use crate::occupant::OccupantId;

/// Alias for `Result<T, CoreError>`.
pub type CoreResult<T> = Result<T, CoreError>;

/// Errors raised while building or assembling location state.
///
/// Data-quality problems in authored map content are not errors; they are
/// logged and treated as absent. Only structural problems surface here.
#[derive(Debug, thiserror::Error)]
pub enum CoreError {
    /// A tilesheet with the same id is already registered.
    #[error("tilesheet already registered: \"{0}\"")]
    DuplicateTilesheet(String),

    /// A layer was built from a tile list that does not match its dimensions.
    #[error("tile count mismatch in layer \"{layer}\": expected {expected}, got {actual}")]
    TileCountMismatch {
        /// The layer being built.
        layer: String,
        /// `width * height` of the layer.
        expected: usize,
        /// Number of tiles supplied.
        actual: usize,
    },

    /// A location with the same name is already loaded.
    #[error("location already loaded: \"{0}\"")]
    DuplicateLocation(String),

    /// The requested location is not loaded.
    #[error("location not found: \"{0}\"")]
    LocationNotFound(String),

    /// The requested occupant does not exist in the location.
    #[error("occupant not found: {0}")]
    OccupantNotFound(OccupantId),

    /// A JSON document could not be parsed.
    #[error("invalid document: {0}")]
    Document(#[from] serde_json::Error),
}
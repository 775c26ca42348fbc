use std::fmt;

use serde::{Deserialize, Serialize};

/// Days in one season.
pub const DAYS_PER_SEASON: u32 = 28;

/// One of the four seasons of the in-game year.
#[derive(Debug, Clone, Copy, Default, PartialEq, Eq, Hash, Serialize, Deserialize)]
#[serde(rename_all = "snake_case")]
pub enum Season {
    /// First season.
    #[default]
    Spring,
    /// Second season.
    Summer,
    /// Third season.
    Fall,
    /// Last season.
    Winter,
}

impl Season {
    /// Seasons in calendar order.
    pub const ALL: [Season; 4] = [Season::Spring, Season::Summer, Season::Fall, Season::Winter];

    /// The season after this one.
    pub fn next(self) -> Season {
        match self {
            Season::Spring => Season::Summer,
            Season::Summer => Season::Fall,
            Season::Fall => Season::Winter,
            Season::Winter => Season::Spring,
        }
    }

    /// Zero-based position in the year.
    pub fn index(self) -> u32 {
        match self {
            Season::Spring => 0,
            Season::Summer => 1,
            Season::Fall => 2,
            Season::Winter => 3,
        }
    }
}

impl fmt::Display for Season {
    fn fmt(&self, f: &mut fmt::Formatter<'_>) -> fmt::Result {
        let s = match self {
            Season::Spring => "spring",
            Season::Summer => "summer",
            Season::Fall => "fall",
            Season::Winter => "winter",
        };
        f.write_str(s)
    }
}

#### ACTIVITY
In the listing, return each line containing the string "actual".

#### TASK ANSWER
    #[error("tile count mismatch in layer \"{layer}\": expected {expected}, got {actual}")]
        actual: usize,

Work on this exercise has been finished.